Although the usual triggers to use are things such as the sighting of a beer or the feel of a night out on the town, Bordnick has configured technology to incorporate the aspect of scent into the virtual simulation.
“We have been able to construct a scent machine that produces smell, so when you walk up to the virtual bar to order a Scotch you actually smell a Scotch,” Dr. Bordnick said. “This was developed in my lab. Most people don’t realize that scent is a huge trigger for memory. If you were to ask me what I think when I smell the scent of bacon cooking, I am literally transported back to my great grandmother’s kitchen, and I am a five-year-old boy remembering the cast iron skillet that it was cooked in. So in the lab, this feature allows us to help individuals respond to this trigger in a healthy way.”
Scent is not the only way Bordnick evokes responses from patients that use this virtual therapy; he is able to incorporate visual, audio, and tactile all in one virtual situation.

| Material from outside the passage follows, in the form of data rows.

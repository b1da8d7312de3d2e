//! Extraction by textual pattern over the raw markup.
//!
//! Each face block repeats the same labelled fields, so the N-th match of a
//! field's pattern belongs to the N-th face.

use std::sync::LazyLock;

use regex::Regex;

use super::{DetailExtractor, ExtractedDetail, Face, RawFace};

static ATTACK_RE: LazyLock<Regex> = LazyLock::new(|| {
    Regex::new(r#"<span class="heading heading-Power">[^<]*</span>\s*([^<]*)"#)
        .expect("valid regex")
});

static DEFENSE_RE: LazyLock<Regex> = LazyLock::new(|| {
    Regex::new(r#"<span class="heading heading-Hp">[^<]*</span>\s*([^<]*)"#).expect("valid regex")
});

static TRAIT_RE: LazyLock<Regex> =
    LazyLock::new(|| Regex::new(r"(?s)<dt>Trait</dt>\s*<dd>(.*?)</dd>").expect("valid regex"));

static CLASS_RE: LazyLock<Regex> =
    LazyLock::new(|| Regex::new(r"(?s)<dt>Class</dt>\s*<dd>(.*?)</dd>").expect("valid regex"));

static DESCRIPTION_RE: LazyLock<Regex> = LazyLock::new(|| {
    Regex::new(r#"(?s)<div class="text">\s*<p[^>]*>(.*?)</p>"#).expect("valid regex")
});

/// Group 1 of the `n`-th match, trimmed; empty when there are fewer matches.
fn nth_capture(re: &Regex, body: &str, n: usize) -> String {
    re.captures_iter(body)
        .nth(n)
        .and_then(|caps| caps.get(1))
        .map(|m| m.as_str().trim().to_string())
        .unwrap_or_default()
}

/// Reads face values with regular expressions, without building a DOM.
pub struct PatternExtractor;

impl PatternExtractor {
    fn face(body: &str, face: Face) -> RawFace {
        let n = face.index();
        RawFace {
            attack: nth_capture(&ATTACK_RE, body, n),
            defense: nth_capture(&DEFENSE_RE, body, n),
            trait_text: nth_capture(&TRAIT_RE, body, n),
            description_html: nth_capture(&DESCRIPTION_RE, body, n),
        }
    }
}

impl DetailExtractor for PatternExtractor {
    fn extract(&self, body: &str, double_sided: bool) -> ExtractedDetail {
        let affiliation = Some(nth_capture(&CLASS_RE, body, Face::Primary.index()))
            .filter(|text| !text.is_empty());

        ExtractedDetail {
            primary: Self::face(body, Face::Primary),
            secondary: double_sided.then(|| Self::face(body, Face::Secondary)),
            affiliation,
        }
    }

    fn name(&self) -> &str {
        "pattern"
    }
}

“In the virtual world you would be sitting here as if you were in a bar, you look up the ceiling, the floor, and all around you is different, and you would be an aviator,” Bordnick said. “So there you get your visual, and you can engage in conversations so you get the audio, and through vibrations you can get the tactile sense incorporated as well.”

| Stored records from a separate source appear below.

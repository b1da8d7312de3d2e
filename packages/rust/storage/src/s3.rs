//! S3-compatible asset store.

use async_trait::async_trait;
use aws_sdk_s3::Client;
use aws_sdk_s3::config::{
    BehaviorVersion, Credentials, Region, RequestChecksumCalculation, ResponseChecksumValidation,
};
use aws_sdk_s3::error::DisplayErrorContext;
use aws_sdk_s3::primitives::ByteStream;
use tracing::{debug, instrument};

use svedb_shared::{MirrorCredentials, Result, SvedbError};

use crate::{AssetStore, IMAGE_CONTENT_TYPE};

/// Page size requested from `ListObjectsV2`.
const LIST_PAGE_SIZE: i32 = 1000;

/// Asset store backed by one S3 bucket.
#[derive(Debug, Clone)]
pub struct S3AssetStore {
    name: String,
    client: Client,
    bucket: String,
}

impl S3AssetStore {
    /// Create a store for `bucket`.
    ///
    /// Uses path-style addressing, and only computes checksums where the
    /// operation requires one, so R2 and MinIO accept uploads.
    pub fn new(
        bucket: impl Into<String>,
        region: impl Into<String>,
        endpoint: Option<impl Into<String>>,
        key_id: impl Into<String>,
        key_secret: impl Into<String>,
    ) -> Self {
        let bucket = bucket.into();
        let credentials = Credentials::new(key_id, key_secret, None, None, "svedb-config");
        let mut builder = aws_sdk_s3::Config::builder()
            .behavior_version(BehaviorVersion::latest())
            .credentials_provider(credentials)
            .region(Region::new(region.into()))
            .force_path_style(true)
            .request_checksum_calculation(RequestChecksumCalculation::WhenRequired)
            .response_checksum_validation(ResponseChecksumValidation::WhenRequired);
        if let Some(endpoint_url) = endpoint {
            builder = builder.endpoint_url(endpoint_url);
        }

        Self {
            name: format!("s3://{bucket}"),
            client: Client::from_conf(builder.build()),
            bucket,
        }
    }

    /// Create a store from resolved mirror credentials.
    pub fn from_credentials(
        bucket: impl Into<String>,
        region: impl Into<String>,
        credentials: MirrorCredentials,
    ) -> Self {
        Self::new(
            bucket,
            region,
            credentials.endpoint,
            credentials.access_key,
            credentials.secret_key,
        )
    }
}

#[async_trait]
impl AssetStore for S3AssetStore {
    fn name(&self) -> &str {
        &self.name
    }

    #[instrument(skip_all, fields(bucket = %self.bucket))]
    async fn list_keys(&self) -> Result<Vec<String>> {
        let mut keys = Vec::new();
        let mut continuation: Option<String> = None;

        loop {
            let page = self
                .client
                .list_objects_v2()
                .bucket(&self.bucket)
                .max_keys(LIST_PAGE_SIZE)
                .set_continuation_token(continuation.take())
                .send()
                .await
                .map_err(|e| {
                    SvedbError::Storage(format!(
                        "listing {} failed: {}",
                        self.bucket,
                        DisplayErrorContext(&e)
                    ))
                })?;

            keys.extend(
                page.contents()
                    .iter()
                    .filter_map(|object| object.key().map(str::to_string)),
            );

            match (page.is_truncated(), page.next_continuation_token()) {
                (Some(true), Some(token)) => continuation = Some(token.to_string()),
                _ => break,
            }
        }

        debug!(keys = keys.len(), "bucket listed");
        Ok(keys)
    }

    #[instrument(skip(self, bytes), fields(bucket = %self.bucket, size = bytes.len()))]
    async fn put(&self, key: &str, bytes: Vec<u8>) -> Result<()> {
        self.client
            .put_object()
            .bucket(&self.bucket)
            .key(key)
            .content_type(IMAGE_CONTENT_TYPE)
            .body(ByteStream::from(bytes))
            .send()
            .await
            .map_err(|e| {
                SvedbError::Storage(format!("upload of {key} failed: {}", DisplayErrorContext(&e)))
            })?;
        Ok(())
    }
}

#[cfg(test)]
mod tests {
    use super::*;
    use wiremock::matchers::{header, method, path, query_param, query_param_is_missing};
    use wiremock::{Mock, MockServer, ResponseTemplate};

    fn listing(keys: &[&str], next: Option<&str>) -> String {
        let contents: String = keys
            .iter()
            .map(|key| format!("<Contents><Key>{key}</Key><Size>4</Size></Contents>"))
            .collect();
        let truncation = match next {
            Some(token) => format!(
                "<IsTruncated>true</IsTruncated><NextContinuationToken>{token}</NextContinuationToken>"
            ),
            None => "<IsTruncated>false</IsTruncated>".to_string(),
        };
        format!(
            r#"<?xml version="1.0" encoding="UTF-8"?>
<ListBucketResult xmlns="http://s3.amazonaws.com/doc/2006-03-01/"><Name>evolvecdb</Name><Prefix></Prefix><KeyCount>{}</KeyCount><MaxKeys>1000</MaxKeys>{truncation}{contents}</ListBucketResult>"#,
            keys.len()
        )
    }

    fn xml(body: String) -> ResponseTemplate {
        ResponseTemplate::new(200).set_body_raw(body, "application/xml")
    }

    fn store_at(server: &MockServer) -> S3AssetStore {
        S3AssetStore::new("evolvecdb", "auto", Some(server.uri()), "key", "secret")
    }

    #[tokio::test]
    async fn list_follows_continuation_tokens() {
        let server = MockServer::start().await;
        Mock::given(method("GET"))
            .and(path("/evolvecdb"))
            .and(query_param("list-type", "2"))
            .and(query_param_is_missing("continuation-token"))
            .respond_with(xml(listing(&["BP01-001EN.png", "BP01-002EN.png"], Some("page-2"))))
            .expect(1)
            .mount(&server)
            .await;
        Mock::given(method("GET"))
            .and(path("/evolvecdb"))
            .and(query_param("continuation-token", "page-2"))
            .respond_with(xml(listing(&["BP08-SL03_URAEN.png"], None)))
            .expect(1)
            .mount(&server)
            .await;

        let keys = store_at(&server).list_keys().await.unwrap();

        assert_eq!(keys, ["BP01-001EN.png", "BP01-002EN.png", "BP08-SL03_URAEN.png"]);
        assert_eq!(server.received_requests().await.unwrap().len(), 2);
    }

    #[tokio::test]
    async fn empty_bucket_lists_nothing() {
        let server = MockServer::start().await;
        Mock::given(method("GET"))
            .and(path("/evolvecdb"))
            .respond_with(xml(listing(&[], None)))
            .mount(&server)
            .await;

        assert!(store_at(&server).list_keys().await.unwrap().is_empty());
    }

    #[tokio::test]
    async fn put_sends_png_content_type() {
        let server = MockServer::start().await;
        Mock::given(method("PUT"))
            .and(path("/evolvecdb/BP01-001EN.png"))
            .and(header("content-type", IMAGE_CONTENT_TYPE))
            .respond_with(ResponseTemplate::new(200))
            .expect(1)
            .mount(&server)
            .await;

        store_at(&server)
            .put("BP01-001EN.png", vec![0x89, b'P', b'N', b'G'])
            .await
            .unwrap();
    }

    #[test]
    fn name_includes_bucket() {
        let store = S3AssetStore::new(
            "evolvecdb",
            "auto",
            Some("https://account.r2.cloudflarestorage.com"),
            "key",
            "secret",
        );
        assert_eq!(store.name(), "s3://evolvecdb");
    }

    #[test]
    fn builds_from_credentials_without_endpoint() {
        let credentials = MirrorCredentials {
            endpoint: None,
            access_key: "key".into(),
            secret_key: "secret".into(),
        };
        let store = S3AssetStore::from_credentials("bucket", "us-east-1", credentials);
        assert_eq!(store.bucket, "bucket");
    }
}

Beginning with nicotine usage, Bordnick has been able to widen the range of substances he is able to explore through virtual reality and plans to eventually make the leap to decode the root of heroin usage.

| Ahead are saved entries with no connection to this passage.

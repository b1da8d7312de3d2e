//! Core domain types for the card catalog.

use std::collections::HashSet;

use dashmap::DashMap;
use serde::{Deserialize, Deserializer, Serialize};

/// File extension of mirrored card images.
pub const IMAGE_EXTENSION: &str = "png";

/// Value recorded for a numeric field that is absent or not an integer.
pub const UNKNOWN_STAT: i32 = -1;

/// Parse a scraped numeric field, yielding [`UNKNOWN_STAT`] when it is
/// empty or not an integer.
pub fn parse_stat(text: &str) -> i32 {
    text.trim().parse().unwrap_or(UNKNOWN_STAT)
}

/// Treat an explicit JSON `null` like a missing field.
fn null_as_default<'de, D, T>(deserializer: D) -> std::result::Result<T, D::Error>
where
    D: Deserializer<'de>,
    T: Default + Deserialize<'de>,
{
    Ok(Option::<T>::deserialize(deserializer)?.unwrap_or_default())
}

// ---------------------------------------------------------------------------
// RawRecord
// ---------------------------------------------------------------------------

/// A card as returned by one page of the catalog search API.
///
/// Identity is the identifier alone: two records with the same `id` compare
/// equal and hash alike whatever their other fields hold.
#[derive(Debug, Clone, Default, Serialize, Deserialize)]
pub struct RawRecord {
    /// `<segment>-<localnum>`, e.g. `BP01-001EN`.
    #[serde(rename = "card_number", default, deserialize_with = "null_as_default")]
    pub id: String,
    #[serde(default, deserialize_with = "null_as_default")]
    pub name: String,
    #[serde(rename = "card_kind", default, deserialize_with = "null_as_default")]
    pub kind: String,
    #[serde(default, deserialize_with = "null_as_default")]
    pub rare: String,
    /// Image path relative to the site's card image directory.
    #[serde(default, deserialize_with = "null_as_default")]
    pub img: String,
    #[serde(default, deserialize_with = "null_as_default")]
    pub affiliation: String,
    #[serde(rename = "trait", default, deserialize_with = "null_as_default")]
    pub trait_text: String,
    /// Copies allowed per deck.
    #[serde(default, deserialize_with = "null_as_default")]
    pub max: i32,
    #[serde(default, deserialize_with = "null_as_default")]
    pub g_param: CostParams,
    #[serde(rename = "custom_param", default, deserialize_with = "null_as_default")]
    pub faces: FaceParams,
}

/// Numeric cost parameters; `g0` is the play cost.
#[derive(Debug, Clone, Default, Serialize, Deserialize)]
pub struct CostParams {
    #[serde(default, deserialize_with = "null_as_default")]
    pub g0: i32,
}

/// Double-sided flag and secondary-face overrides.
#[derive(Debug, Clone, Default, Serialize, Deserialize)]
pub struct FaceParams {
    #[serde(rename = "is_bothsides", default, deserialize_with = "null_as_default")]
    pub double_sided: bool,
    #[serde(rename = "rev_name", default)]
    pub alt_name: Option<String>,
    /// e.g. `BP08/BP08-SL03_URAEN.png`
    #[serde(rename = "rev_img", default)]
    pub alt_img: Option<String>,
}

impl RawRecord {
    /// Segment code: the identifier up to the first `-`.
    pub fn segment(&self) -> &str {
        self.id.split('-').next().unwrap_or_default()
    }

    /// Local number: the identifier's second `-`-separated part.
    pub fn local_number(&self) -> &str {
        self.id.split('-').nth(1).unwrap_or_default()
    }

    pub fn is_double_sided(&self) -> bool {
        self.faces.double_sided
    }

    /// Play cost.
    pub fn cost(&self) -> i32 {
        self.g_param.g0
    }

    /// Secondary image path, if the record carries a non-blank one.
    pub fn alt_image_path(&self) -> Option<&str> {
        self.faces
            .alt_img
            .as_deref()
            .filter(|path| !path.trim().is_empty())
    }

    /// File name of the secondary image (`BP08-SL03_URAEN.png`).
    pub fn alt_image_file(&self) -> Option<&str> {
        let suffix = format!(".{IMAGE_EXTENSION}");
        self.alt_image_path()?
            .split('/')
            .find(|part| part.contains(suffix.as_str()))
    }

    /// Secondary image file name without its extension.
    pub fn alt_image_stem(&self) -> Option<String> {
        let suffix = format!(".{IMAGE_EXTENSION}");
        self.alt_image_file().map(|file| file.replace(suffix.as_str(), ""))
    }
}

impl PartialEq for RawRecord {
    fn eq(&self, other: &Self) -> bool {
        self.id == other.id
    }
}

impl Eq for RawRecord {}

impl std::hash::Hash for RawRecord {
    fn hash<H: std::hash::Hasher>(&self, state: &mut H) {
        self.id.hash(state);
    }
}

impl PartialOrd for RawRecord {
    fn partial_cmp(&self, other: &Self) -> Option<std::cmp::Ordering> {
        Some(self.cmp(other))
    }
}

impl Ord for RawRecord {
    fn cmp(&self, other: &Self) -> std::cmp::Ordering {
        self.id.cmp(&other.id)
    }
}

// ---------------------------------------------------------------------------
// RecordSet
// ---------------------------------------------------------------------------

/// Run-scoped ordered collection of records, unique by identifier.
///
/// The first record seen for an identifier is kept; later duplicates are dropped.
#[derive(Debug, Default)]
pub struct RecordSet {
    records: Vec<RawRecord>,
    seen: HashSet<String>,
}

impl RecordSet {
    pub fn new() -> Self {
        Self::default()
    }

    /// Append a page of records, dropping identifiers already present.
    /// Returns how many records were actually added.
    pub fn extend_dedup(&mut self, page: impl IntoIterator<Item = RawRecord>) -> usize {
        let before = self.records.len();
        for record in page {
            if self.seen.insert(record.id.clone()) {
                self.records.push(record);
            }
        }
        self.records.len() - before
    }

    /// Sort by identifier, lexicographically ascending.
    pub fn sort(&mut self) {
        self.records.sort();
    }

    pub fn len(&self) -> usize {
        self.records.len()
    }

    pub fn is_empty(&self) -> bool {
        self.records.is_empty()
    }

    pub fn iter(&self) -> std::slice::Iter<'_, RawRecord> {
        self.records.iter()
    }

    pub fn into_vec(self) -> Vec<RawRecord> {
        self.records
    }
}

// ---------------------------------------------------------------------------
// RecordMetadata
// ---------------------------------------------------------------------------

/// Attributes scraped from one face of a detail page.
#[derive(Debug, Clone, PartialEq, Eq, Serialize, Deserialize)]
pub struct FaceMetadata {
    /// Attack, or [`UNKNOWN_STAT`].
    pub attack: i32,
    /// Defense, or [`UNKNOWN_STAT`].
    pub defense: i32,
    /// Normalized plain-text ability block.
    pub description: String,
    pub trait_text: String,
}

/// Scraped secondary attributes for one record.
///
/// `primary` is `None` when the detail page has no status block (e.g. spell
/// or amulet cards); `secondary` is only filled for double-sided records.
#[derive(Debug, Clone, Default, PartialEq, Eq, Serialize, Deserialize)]
pub struct RecordMetadata {
    pub primary: Option<FaceMetadata>,
    pub secondary: Option<FaceMetadata>,
    /// Class read from the page, captured only when the record's own is blank.
    pub affiliation: Option<String>,
}

impl RecordMetadata {
    /// Entry stored for pages without structured fields.
    pub fn empty() -> Self {
        Self::default()
    }

    pub fn has_status(&self) -> bool {
        self.primary.is_some()
    }
}

/// Concurrency-safe metadata store keyed by identifier.
///
/// Writes are first-write-wins: inserting for an identifier that already has
/// an entry leaves the existing entry untouched.
#[derive(Debug, Default)]
pub struct MetadataTable {
    entries: DashMap<String, RecordMetadata>,
}

impl MetadataTable {
    pub fn new() -> Self {
        Self::default()
    }

    /// Store `metadata` unless `id` already has an entry.
    /// Returns the entry now held for `id`.
    pub fn insert_if_absent(&self, id: &str, metadata: RecordMetadata) -> RecordMetadata {
        self.entries
            .entry(id.to_string())
            .or_insert(metadata)
            .value()
            .clone()
    }

    pub fn get(&self, id: &str) -> Option<RecordMetadata> {
        self.entries.get(id).map(|entry| entry.value().clone())
    }

    pub fn contains(&self, id: &str) -> bool {
        self.entries.contains_key(id)
    }

    pub fn len(&self) -> usize {
        self.entries.len()
    }

    pub fn is_empty(&self) -> bool {
        self.entries.is_empty()
    }
}

// ---------------------------------------------------------------------------
// MirroredAssetIndex
// ---------------------------------------------------------------------------

/// Snapshot of the keys already present in the asset store at run start,
/// with the image extension stripped.
#[derive(Debug, Clone, Default)]
pub struct MirroredAssetIndex {
    keys: Vec<String>,
    lowered: Vec<String>,
}

impl MirroredAssetIndex {
    /// Build the index from raw object keys (`BP01-001EN.png`).
    pub fn from_keys(keys: impl IntoIterator<Item = String>) -> Self {
        let suffix = format!(".{IMAGE_EXTENSION}");
        let keys: Vec<String> = keys
            .into_iter()
            .map(|key| match key.strip_suffix(suffix.as_str()) {
                Some(stem) => stem.to_string(),
                None => key,
            })
            .collect();
        let lowered = keys.iter().map(|key| key.to_lowercase()).collect();
        Self { keys, lowered }
    }

    /// True when some key contains `id`, ignoring case.
    pub fn covers(&self, id: &str) -> bool {
        let needle = id.to_lowercase();
        self.lowered.iter().any(|key| key.contains(&needle))
    }

    pub fn keys(&self) -> &[String] {
        &self.keys
    }

    pub fn len(&self) -> usize {
        self.keys.len()
    }

    pub fn is_empty(&self) -> bool {
        self.keys.is_empty()
    }
}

“When I began with cigarette usage, I always thought (about) what more could we get out of this and now we look at marijuana usages, alcohol consumption and other drugs,” Bordnick said. “Currently, we’re preparing to look at heroin cravings through injection, and non-injection usage to look at the cravings as well as the usage to see if there is a way to stop heroin usages.”
As the future of virtual reality continues to grow, the functions for virtual reality do as well.
“Working in this research helps us figure out where we need to bridge the gaps outside of this research,” Willis said. “In the medical environment, substance abuse, and other environments this line of research continues to be used for more than just this.”
Virtual reality provides the ability to train and prepare participants not only to reject the triggers of usage but also to help prepare them for situations that are not drug related.
“PTSD, anxiety disorder, anything that has a training or teaching aspect to it virtual reality can be used to help,” Bordnick said. “If you were in school to become a teacher and you had to present a lecture for a course. If you wanted to prepare, you would have to get thirty people at one time to volunteer and find the space, but with virtual reality we can drop you in that world and get to as close of a realistic situation as you can get.”
Bordnick’s goal for the future of virtual reality is to see virtual reality used to help cure craving and to help train individuals through different applications to individuals interested. This research continues on grant-based funding, but through advances in this line of research, virtual reality plans to be used regularly in the future.